Summarizing, without using any additional expensive simulation runs, and with very low additional computational cost, we can almost entirely remove fitness duplicates, allowing a faster convergence to a better performance level.

### 6.2 Choosing a Set of Decision Situations

The phenotypic characterization of a dispatching rule (Section 4.2) depends on the rule’s behavior on a set of decision situations. Obviously, the set of decision situations selected has an impact on the quality of the resulting surrogate model, and the question arises how to create this set. For example, it could be created randomly, or by sampling real situations encountered in a simulation. To examine the influence of different ways to chose the set of decision situations, we analyze the ranking performance of the resulting surrogate models, based on the individuals of 30 GP runs (with suppression of duplicates but not using a surrogate function). Data of all individuals created are recorded and used to learn surrogate models from three different sets of decision situations; in all cases a set consists of 100 situations:

**Random.**Decision situations are created randomly containing between 2 and 20 jobs. Similar to the technique to detect duplicates for each of these jobs, random values are created for each of the attributes within the ranges listed in Table 2 using a uniform continuous distribution. This approach assumes all attributes to be independent. It is pretty simple; as it only depends on knowing typical value ranges of the attributes, no additional simulation runs are required.**Reference Rule.**Decision situations are sampled from preliminary simulation runs using the Holthaus rule. From all real decision situations encountered in such a simulation, a subset of 100 situations is sampled.**Optimized Rule.**As optimization progresses and decisions of optimized rules get increasingly different, situation characteristics might change. Thus, it might be advantageous to change decision situations during an optimization run. To quantify this effect we used the best rules from 30 GP runs to sample decision situations, anticipating the situations encountered by rules at the end of an optimization run. Obviously, this would not be feasible in practice, but may serve as an indication for the performance when the set of decision situations is adapted dynamically to always reflect the best solution found so far.

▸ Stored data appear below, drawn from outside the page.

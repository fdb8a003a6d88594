// Tempo - A coalescing Statsd client for Rust!
//
// Copyright 2026 Tempo Developers
//
// Licensed under the Apache License, Version 2.0 <LICENSE-APACHE or
// http://www.apache.org/licenses/LICENSE-2.0> or the MIT license
// <LICENSE-MIT or http://opensource.org/licenses/MIT>, at your
// option. This file may not be copied, modified, or distributed
// except according to those terms.

use crate::buffer::CounterBuffer;
use crate::config::Config;
use crate::dispatch::{DispatchStats, Dispatcher, DEFAULT_QUEUE_CAPACITY};
use crate::encode::{encode, trim_prefix};
use crate::flush::{flush_buffer, write_counters, Flusher, DEFAULT_FLUSH_INTERVAL};
use crate::sampler::{check_sample_rate, Sampler, Sampling};
use crate::sinks::{MetricSink, UdpMetricSink};
use crate::types::{ErrorKind, MetricError, MetricKind, MetricResult, MetricSample, MetricValue};
use crate::DEFAULT_CONNECT_TIMEOUT;
use log::debug;
use rand::RngCore;
use std::fmt;
use std::net::ToSocketAddrs;
use std::panic::RefUnwindSafe;
use std::sync::atomic::{AtomicU8, Ordering};
use std::sync::Arc;
use std::time::Duration;

const CONNECTED: u8 = 0;
const CLOSED: u8 = 1;

/// Whether a client can still be used to send metrics.
#[derive(Debug, Clone, Copy, PartialEq, Eq)]
pub enum ClientState {
    Connected,
    Closed,
}

/// How a metric that passed validation and sampling reaches the sink.
///
/// Each strategy has its own error contract.
#[derive(Debug, Clone, Copy, PartialEq, Eq)]
enum Delivery {
    /// Coalesced into the counter buffer and written by the next flush.
    /// Write errors are logged, never returned.
    Buffered,
    /// Written in the thread of the caller. Write errors are returned.
    Immediate,
    /// Handed to the background dispatcher. Write errors are logged and a
    /// full queue drops the metric.
    Queued,
}

// State used by the caller threads as well as the flush and dispatch threads.
struct Shared {
    prefix: String,
    sink: Box<dyn MetricSink + Sync + Send + RefUnwindSafe>,
    buffer: CounterBuffer,
}

impl Shared {
    fn send(&self, sample: &MetricSample) -> MetricResult<()> {
        let line = encode(&self.prefix, sample)?;
        self.sink.emit(&line)?;
        Ok(())
    }

    // Statsd reads a leading "-" on a gauge as a decrement of the current
    // value, so a negative value is only set after resetting the gauge to 0.
    fn send_value(&self, sample: &MetricSample) -> MetricResult<()> {
        let value = sample.value();
        if matches!(sample.kind(), MetricKind::Gauge | MetricKind::FloatGauge) && value.is_negative() {
            self.send(&sample.with_value(value.zero_like(), 1.0))?;
        }
        self.send(sample)
    }

    fn flush(&self) -> usize {
        flush_buffer(&self.prefix, &self.buffer, &*self.sink)
    }

    // Final flush. Increments racing with it are rejected by the buffer.
    fn close_buffer(&self) -> usize {
        write_counters(&self.prefix, self.buffer.close(), &*self.sink)
    }
}

/// Builder for creating and customizing `StatsdClient` instances.
///
/// Instances of the builder should be created by calling the `::builder()`
/// method on the `StatsdClient` struct.
///
/// # Example
///
/// ```
/// use std::time::Duration;
/// use tempo::{NopMetricSink, StatsdClient};
///
/// let client = StatsdClient::builder("my.app", NopMetricSink)
///     .with_sample_rate(0.5)
///     .with_flush_interval(Duration::from_secs(5))
///     .with_queue_capacity(4096)
///     .build()
///     .unwrap();
///
/// client.incr("requests", 1).unwrap();
/// ```
pub struct StatsdClientBuilder {
    prefix: String,
    sink: Box<dyn MetricSink + Sync + Send + RefUnwindSafe>,
    sampler: Option<Box<dyn Sampling + Sync + Send + RefUnwindSafe>>,
    sample_rate: f32,
    flush_interval: Duration,
    queue_capacity: usize,
}
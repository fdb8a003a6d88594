// Tempo - A coalescing Statsd client for Rust!
//
// Copyright 2026 Tempo Developers
//
// Licensed under the Apache License, Version 2.0 <LICENSE-APACHE or
// http://www.apache.org/licenses/LICENSE-2.0> or the MIT license
// <LICENSE-MIT or http://opensource.org/licenses/MIT>, at your
// option. This file may not be copied, modified, or distributed
// except according to those terms.

mod core;
mod spy;
mod udp;

pub use crate::sinks::core::{MetricSink, NopMetricSink};
pub use crate::sinks::spy::SpyMetricSink;
pub use crate::sinks::udp::UdpMetricSink;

We created 30 different random sets of decision situations and also sampled 30 different sets using the Holthaus rule. To assess the influence of optimized rules we used the best rule from each of the 30 recorded runs and sampled a single set of decision situations with each one of them. Thus, for each setting we tested 30 different sets of decision situations to base the decision vector on. Using the nearest neighbor learner with Euclidean distance as a similarity measure, we created surrogate models using the phenotypic characterization based on each set of decision situations.

The quality of a surrogate model is judged as its ability to produce the same ranking that would result from the expensive fitness evaluations, which seemed the most relevant aspect given that we are using a rank-based selection scheme. We measure this by looking at the mean rank error of the predictions, normalized to the expected rank error of a random ordering of the individuals. The best possible error of 0 would mean the surrogate can produce a perfect ranking. In this case, the computationally expensive simulation runs could be replaced with the surrogate without any impact on GP performance. In the other extreme, a model with quality 1 is not better than using a random permutation of individuals. For a more detailed discussion of appropriate measures of surrogate quality see Jin et al. (2003).

The results in Figure 5 show the surrogate’s quality when using the individuals (and their fitness) from a certain generation as training data to predict the performance of the individuals of the next generation. For each curve in Figure 5 we tested each of the 30 different sets of decision situations with each of the 30 recorded runs.

The curves in Figure 5 show surrogate evaluation to be most accurate in the first few generations, probably because there is a high diversity in early generations, which makes it easier to distinguish between good and bad solutions. Surrogate quality decreases afterward until generation 30, and then mostly stagnates.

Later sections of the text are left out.